Hola lectores y seguidores. En mis recientes lecturas de artículos en INTERNET me encuentro con la pregunta que da título a este post, muy de moda con las tendencias actuales que nos enfrentamos como sociedad que está comenzando a ver (con vendas llenas de huecos) el impacto de las tecnologías de las comunicaciones en los más jóvenes. No soy sociólogo ni nada que se le parezca pero realmente es algo a lo cual nos enfrentarnos desde ya.
En el artículo se plantea el autor una pregunta muy sencilla: ¿hasta cuando vas a esperar para estar en las redes sociales de tu alumnado o de tus hijas y/o hijos?
Cuando era estudiante no me sentía muy atraído por las redes sociales de INTERNET del momento porque mis objetivos eran el de acumular conocimiento, y coincidentemente Facebook, Google+ y Twitter estaban en sus inicios, al punto que eran por invitación. Luego cuando me gradúo y paso a ser Adiestrado Docente, el poco acceso que teníamos no nos permitió crear esa necesidad de estar conectados con el mundo, además que el horario no ayudaba, pues el acceso a redes era después de las 5 PM y quedarse después de esa hora no era muy buen visto por mi jefe, porque eso de consumir corriente eléctrica sin ningún resultado “académico” es como “shopechosho”, como dirían los “chivadores” del departamento donde trabajo actualmente.
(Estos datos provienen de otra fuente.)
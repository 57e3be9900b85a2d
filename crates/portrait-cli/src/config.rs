use anyhow::{Context, Result};
use portrait_core::{CropPolicy, PipelineConfig};
use serde::Deserialize;
use std::path::{Path, PathBuf};

/// Upload ceiling enforced before the pipeline sees any bytes.
pub const DEFAULT_MAX_INPUT_BYTES: u64 = 10 * 1024 * 1024;

/// CLI configuration: pipeline tunables plus model locations.
#[derive(Debug, Clone, PartialEq)]
pub struct Config {
    pub pipeline: PipelineConfig,
    /// Directory containing ONNX model files.
    pub model_dir: PathBuf,
    /// Matting model; defaults to `modnet.onnx` in `model_dir`.
    pub segmentation_model: Option<PathBuf>,
    /// SCRFD model; defaults to `det_10g.onnx` in `model_dir`.
    pub detection_model: Option<PathBuf>,
    /// Matting network input side.
    pub segmentation_input: u32,
    pub max_input_bytes: u64,
}

/// On-disk layout: `[pipeline]` plus a `[models]` table.
#[derive(Debug, Default, Deserialize)]
#[serde(default)]
struct ConfigFile {
    pipeline: PipelineConfig,
    models: ModelsSection,
    max_input_bytes: Option<u64>,
}

#[derive(Debug, Default, Deserialize)]
#[serde(default)]
struct ModelsSection {
    dir: Option<PathBuf>,
    segmentation: Option<PathBuf>,
    detection: Option<PathBuf>,
    segmentation_input: Option<u32>,
}

impl Config {
    /// Load from an optional TOML file, then apply `PORTRAIT_*` environment overrides.
    ///
    /// Without an explicit path, `PORTRAIT_CONFIG` is consulted.
    pub fn load(path: Option<&Path>) -> Result<Self> {
        let path = path
            .map(Path::to_path_buf)
            .or_else(|| std::env::var("PORTRAIT_CONFIG").ok().map(PathBuf::from));

        let file = match &path {
            Some(p) => {
                let text = std::fs::read_to_string(p)
                    .with_context(|| format!("failed to read config {}", p.display()))?;
                Self::parse_file(&text).with_context(|| format!("invalid config {}", p.display()))?
            }
            None => ConfigFile::default(),
        };

        let mut config = Self::from_file(file);
        config.apply_env();
        Ok(config)
    }

    fn parse_file(text: &str) -> Result<ConfigFile> {
        Ok(toml::from_str(text)?)
    }

    fn from_file(file: ConfigFile) -> Self {
        Self {
            pipeline: file.pipeline,
            model_dir: file.models.dir.unwrap_or_else(default_model_dir),
            segmentation_model: file.models.segmentation,
            detection_model: file.models.detection,
            segmentation_input: file
                .models
                .segmentation_input
                .unwrap_or(portrait_core::segmenter::MATTING_INPUT_SIZE),
            max_input_bytes: file.max_input_bytes.unwrap_or(DEFAULT_MAX_INPUT_BYTES),
        }
    }

    fn apply_env(&mut self) {
        if let Ok(dir) = std::env::var("PORTRAIT_MODEL_DIR") {
            self.model_dir = PathBuf::from(dir);
        }
        if let Ok(p) = std::env::var("PORTRAIT_SEGMENTATION_MODEL") {
            self.segmentation_model = Some(PathBuf::from(p));
        }
        if let Ok(p) = std::env::var("PORTRAIT_DETECTION_MODEL") {
            self.detection_model = Some(PathBuf::from(p));
        }
        if let Ok(policy) = std::env::var("PORTRAIT_CROP_POLICY") {
            match parse_policy(&policy) {
                Some(p) => self.pipeline.crop_policy = p,
                None => tracing::warn!(value = %policy, "ignoring unknown PORTRAIT_CROP_POLICY"),
            }
        }

        let p = &mut self.pipeline;
        p.max_side = env_or("PORTRAIT_MAX_SIDE", p.max_side);
        p.min_side = env_or("PORTRAIT_MIN_SIDE", p.min_side);
        p.output_side = env_or("PORTRAIT_OUTPUT_SIDE", p.output_side);
        p.face_scale = env_or("PORTRAIT_FACE_SCALE", p.face_scale);
        p.quality_samples = env_or("PORTRAIT_QUALITY_SAMPLES", p.quality_samples);
        p.model_timeout_secs = env_or("PORTRAIT_MODEL_TIMEOUT_SECS", p.model_timeout_secs);
        p.isolate = std::env::var("PORTRAIT_ISOLATE")
            .map(|v| v != "0")
            .unwrap_or(p.isolate);

        self.max_input_bytes = env_or("PORTRAIT_MAX_INPUT_BYTES", self.max_input_bytes);
    }

    /// Path to the matting model.
    pub fn segmentation_model_path(&self) -> PathBuf {
        self.segmentation_model
            .clone()
            .unwrap_or_else(|| self.model_dir.join("modnet.onnx"))
    }

    /// Path to the SCRFD detection model.
    pub fn detection_model_path(&self) -> PathBuf {
        self.detection_model
            .clone()
            .unwrap_or_else(|| self.model_dir.join("det_10g.onnx"))
    }
}

pub fn parse_policy(value: &str) -> Option<CropPolicy> {
    match value.trim().to_ascii_lowercase().as_str() {
        "centered" | "center" => Some(CropPolicy::Centered),
        "subject-aware" | "subject" | "face" => Some(CropPolicy::SubjectAware),
        _ => None,
    }
}

/// `$XDG_DATA_HOME/portrait/models`, falling back to `~/.local/share`.
pub fn default_model_dir() -> PathBuf {
    std::env::var("XDG_DATA_HOME")
        .map(PathBuf::from)
        .unwrap_or_else(|_| {
            let home = std::env::var("HOME").unwrap_or_else(|_| "/tmp".to_string());
            PathBuf::from(home).join(".local/share")
        })
        .join("portrait/models")
}

fn env_or<T: std::str::FromStr>(key: &str, default: T) -> T {
    std::env::var(key)
        .ok()
        .and_then(|v| v.parse().ok())
        .unwrap_or(default)
}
Por suerte y desgracia de la vida no tengo hijos hasta el momento, pero siento como poco a poco soy de los que nos quedamos atrás. Si antes yo decía que mis padres parecen cavernícolas en el uso de estas herramientas, hoy me digo a mi mismo que ya estoy casi en esta clasificación y quien sabe si dentro de poco paso a Jurásico.
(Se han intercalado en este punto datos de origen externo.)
impl Pipeline {
    /// Build a pipeline. Model handles are injected so that one loaded model can
    /// serve every pipeline in the process.
    pub fn new(
        config: &PipelineConfig,
        segmenter: Option<Arc<ModelHandle>>,
        detector: Option<Arc<ModelHandle>>,
    ) -> Self {
        let deadline = config.model_timeout();
        Self {
            decoder: ImageDecoder::new(config.decode_limits()),
            isolator: SubjectIsolator::new(segmenter, deadline),
            gate: config.quality_gate(),
            composer: CanvasComposer::new(config.output_side),
            detector,
            policy: config.crop_policy,
            subject_params: config.subject_params(),
            isolate: config.isolate,
            quality_samples: config.quality_samples,
            min_detection_confidence: config.min_detection_confidence,
            deadline,
        }
    }

    pub fn policy(&self) -> CropPolicy {
        self.policy
    }

    pub fn decoder(&self) -> &ImageDecoder {
        &self.decoder
    }

    /// Automatic pass: the composed portrait only.
    pub async fn process(&self, source: &SourceImage) -> Result<ComposedPortrait, PipelineError> {
        self.process_detailed(source).await.map(|p| p.portrait)
    }

    /// Automatic pass with a report of what each step did.
    pub async fn process_detailed(&self, source: &SourceImage) -> Result<Processed, PipelineError> {
        let original = self.decoder.decode(source)?;
        tracing::info!(
            width = original.width(),
            height = original.height(),
            bytes = source.len(),
            "photo decoded"
        );

        let (working, outcome) = self.isolate_with_gate(original).await;
        tracing::info!(?outcome, "isolation step finished");

        let subject = match self.policy {
            CropPolicy::Centered => None,
            CropPolicy::SubjectAware => self.locate_subject(&working).await,
        };

        let (width, height) = working.dimensions();
        let crop = match &subject {
            Some(region) => composer::subject_square(width, height, region, &self.subject_params),
            None => composer::centered_square(width, height),
        };

        let portrait = self.composer.compose(&working, crop)?;
        tracing::info!(
            policy = ?self.policy,
            left = crop.left,
            top = crop.top,
            size = crop.size,
            side = portrait.side(),
            "portrait composed"
        );

        Ok(Processed {
            portrait,
            outcome,
            crop,
            subject,
        })
    }

    /// Manual pass: compose a user-chosen square of `bitmap`, shifted into bounds.
    pub fn recompose(
        &self,
        bitmap: &Bitmap,
        rect: CropRect,
    ) -> Result<ComposedPortrait, PipelineError> {
        let rect = composer::clamp_manual(bitmap.width(), bitmap.height(), rect)?;
        Ok(self.composer.compose(bitmap, rect)?)
    }

    /// Run isolation and the quality gate; the pre-isolation bitmap is kept
    /// until the isolated one is accepted.
    async fn isolate_with_gate(&self, original: Bitmap) -> (Bitmap, IsolationOutcome) {
        if !self.isolate || !self.isolator.is_configured() {
            return (original, IsolationOutcome::NotConfigured);
        }

        let isolated = match self.isolator.try_isolate(&original).await {
            Ok(isolated) => isolated,
            Err(err) if err.is_unavailable() => {
                tracing::warn!(error = %err, "segmentation unavailable; using original photo");
                let reason = err.to_string();
                return (original, IsolationOutcome::CapabilityUnavailable { reason });
            }
            Err(err) => {
                tracing::warn!(error = %err, "segmentation failed; using original photo");
                return (original, IsolationOutcome::CapabilityFailure { reason: err.to_string() });
            }
        };

        let report = self.gate.evaluate(&isolated, self.quality_samples);
        if report.acceptable {
            tracing::debug!(near_white = report.near_white, "isolation result accepted");
            (isolated, IsolationOutcome::Isolated)
        } else {
            let near_white = report.near_white;
            tracing::warn!(near_white, "isolation result looks blank; using original photo");
            (original, IsolationOutcome::QualityRejected { near_white })
        }
    }

    /// Best-effort subject detection for the subject-aware policy.
    async fn locate_subject(&self, bitmap: &Bitmap) -> Option<Region> {
        let detector = self.detector.as_ref()?;
        match detector.run(bitmap.clone(), None, self.deadline).await {
            Ok(ModelOutput::Detected(regions)) => {
                let picked = model::pick_subject(&regions, self.min_detection_confidence);
                tracing::debug!(candidates = regions.len(), picked = ?picked, "subject detection");
                picked
            }
            Ok(ModelOutput::Segmented(_)) => {
                tracing::warn!("detector answered with a surface; centering instead");
                None
            }
            Err(err) => {
                tracing::warn!(error = %err, "subject detection failed; centering instead");
                None
            }
        }
    }
}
Hoy en día cuando leo que hasta el perro de la chusma más chusma del mundo tiene INTERNET en el collar y que una ballena tiene un dardo con posicionamiento GPS, me indigno al ver un reportaje de los medios nacionales diciendo que es un paso de avance el que se de acceso a la población (esa que anda a pie y que piensa que es un milagro el tener una línea de teléfono fijo) y que lo tomen como algo que haría estallar en éxtasis de alegría. No voy a decir que estoy en contra de que se de acceso pleno (estaría loco y pronto a ser linchado 😉 ), sino que hay cosas que incluso hasta en países que no vale la pena mencionar son básicas y que aquí tienen precios que no son ni accesibles para el más honesto de los trabajadores.
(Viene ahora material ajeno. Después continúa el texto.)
//! Square crop selection and fixed-size portrait composition.
//!
//! Two crop policies exist and a deployment picks one through
//! [`CropPolicy`]:
//!
//! - **Centered**: the largest square centered on the bitmap.
//! - **Subject-aware**: a square sized from a detected face region, with the
//!   face's upper band placed near a fixed fraction of the output height.
//!
//! Every crop is clamped by shifting it into the bitmap, never by shrinking it.

use crate::types::{Bitmap, ComposedPortrait, CropRect, Region, WHITE};
use image::imageops::{self, FilterType};
use image::RgbImage;
use serde::{Deserialize, Serialize};
use thiserror::Error;

pub const DEFAULT_OUTPUT_SIDE: u32 = 1024;
pub const DEFAULT_FACE_SCALE: f32 = 2.4;
pub const DEFAULT_EYE_LINE: f32 = 0.4;
pub const DEFAULT_EYE_BAND: f32 = 0.35;

/// Fallback vertical anchor inside the region when the eye-line math is not finite.
const LOWER_MIDDLE: f32 = 0.75;

#[derive(Error, Debug)]
pub enum ComposeError {
    #[error("output side must be at least 1px")]
    InvalidOutputSize,
    #[error("crop size must be at least 1px")]
    EmptyCrop,
    #[error("crop of {size}px does not fit a {width}x{height} bitmap")]
    CropTooLarge { size: u32, width: u32, height: u32 },
}

#[derive(Debug, Clone, Copy, Default, PartialEq, Eq, Serialize, Deserialize)]
#[serde(rename_all = "kebab-case")]
pub enum CropPolicy {
    #[default]
    Centered,
    SubjectAware,
}

/// Tunables of the subject-aware policy.
#[derive(Debug, Clone, Copy, PartialEq)]
pub struct SubjectCropParams {
    /// Crop side as a multiple of the region's longer side.
    pub face_scale: f32,
    /// Where the region's upper band lands, as a fraction of the crop from the top.
    pub eye_line: f32,
    /// Position of the upper band inside the region, as a fraction of its height.
    pub eye_band: f32,
}

impl Default for SubjectCropParams {
    fn default() -> Self {
        Self {
            face_scale: DEFAULT_FACE_SCALE,
            eye_line: DEFAULT_EYE_LINE,
            eye_band: DEFAULT_EYE_BAND,
        }
    }
}

/// Largest square centered on a `width`×`height` surface.
pub fn centered_square(width: u32, height: u32) -> CropRect {
    let size = width.min(height).max(1);
    CropRect {
        left: width.saturating_sub(size) / 2,
        top: height.saturating_sub(size) / 2,
        size,
    }
}

/// Square framed around a detected subject.
pub fn subject_square(
    width: u32,
    height: u32,
    region: &Region,
    params: &SubjectCropParams,
) -> CropRect {
    let short = width.min(height).max(1);
    let wanted = region.width.max(region.height) * params.face_scale;
    let size = if wanted.is_finite() {
        (wanted.round().max(1.0) as u32).min(short)
    } else {
        short
    };
    let side = size as f32;

    let (cx, _) = region.center();
    let left = if cx.is_finite() {
        cx - side / 2.0
    } else {
        (width as f32 - side) / 2.0
    };

    let band_y = region.y + region.height * params.eye_band;
    let mut top = band_y - side * params.eye_line;
    if !top.is_finite() {
        top = region.y + region.height * LOWER_MIDDLE - side / 2.0;
    }
    if !top.is_finite() {
        top = (height as f32 - side) / 2.0;
    }

    CropRect {
        left: shift_into(left, size, width),
        top: shift_into(top, size, height),
        size,
    }
}

/// Shift a user-supplied crop into bounds.
///
/// Fails when the crop is empty or larger than the bitmap's shorter side,
/// since it could only fit by shrinking.
pub fn clamp_manual(width: u32, height: u32, rect: CropRect) -> Result<CropRect, ComposeError> {
    if rect.size == 0 {
        return Err(ComposeError::EmptyCrop);
    }
    if rect.size > width.min(height) {
        return Err(ComposeError::CropTooLarge {
            size: rect.size,
            width,
            height,
        });
    }
    Ok(CropRect {
        left: rect.left.min(width - rect.size),
        top: rect.top.min(height - rect.size),
        size: rect.size,
    })
}

/// Round `start` and clamp it to `[0, extent - size]`.
fn shift_into(start: f32, size: u32, extent: u32) -> u32 {
    let max_start = extent.saturating_sub(size);
    if !start.is_finite() || start <= 0.0 {
        return 0;
    }
    (start.round() as u32).min(max_start)
}

/// Draws square crops of a bitmap onto a white square canvas.
#[derive(Debug, Clone, Copy)]
pub struct CanvasComposer {
    output_side: u32,
}

impl Default for CanvasComposer {
    fn default() -> Self {
        Self {
            output_side: DEFAULT_OUTPUT_SIDE,
        }
    }
}

impl CanvasComposer {
    pub fn new(output_side: u32) -> Self {
        Self { output_side }
    }

    pub fn output_side(&self) -> u32 {
        self.output_side
    }

    /// Compose the centered square of `bitmap`.
    pub fn compose_centered(&self, bitmap: &Bitmap) -> Result<ComposedPortrait, ComposeError> {
        self.compose(bitmap, centered_square(bitmap.width(), bitmap.height()))
    }

    /// Scale the `rect` region of `bitmap` onto the output canvas.
    ///
    /// A crop already of the output size is copied without resampling.
    pub fn compose(
        &self,
        bitmap: &Bitmap,
        rect: CropRect,
    ) -> Result<ComposedPortrait, ComposeError> {
        if self.output_side == 0 {
            return Err(ComposeError::InvalidOutputSize);
        }
        let (width, height) = bitmap.dimensions();
        if rect.size == 0 {
            return Err(ComposeError::EmptyCrop);
        }
        if !rect.fits(width, height) {
            return Err(ComposeError::CropTooLarge {
                size: rect.size,
                width,
                height,
            });
        }

        let crop = imageops::crop_imm(bitmap.as_rgb(), rect.left, rect.top, rect.size, rect.size)
            .to_image();
        let scaled = if rect.size == self.output_side {
            crop
        } else {
            imageops::resize(&crop, self.output_side, self.output_side, FilterType::Lanczos3)
        };

        let mut canvas = RgbImage::from_pixel(self.output_side, self.output_side, WHITE);
        imageops::replace(&mut canvas, &scaled, 0, 0);

        tracing::debug!(
            left = rect.left,
            top = rect.top,
            size = rect.size,
            output = self.output_side,
            "composed portrait"
        );

        Ok(ComposedPortrait::new(canvas))
    }
}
En fin, el propósito de este post es que te preguntes lo planteado en la pregunta y que comprendas que nuestra generación está marcada por el uso de estos medios que no son ni buenos ni malos, sino aquellos que los usan para hacer mal o bien, porque queramos o no, nos impactan cada día y lo harán más en un futuro. Como leí en un libro de humor y cito: “Dentro de poco si no se entera de lo que hacen sus hijos, no va a entender ni los muñequitos que ellos disfrutan”.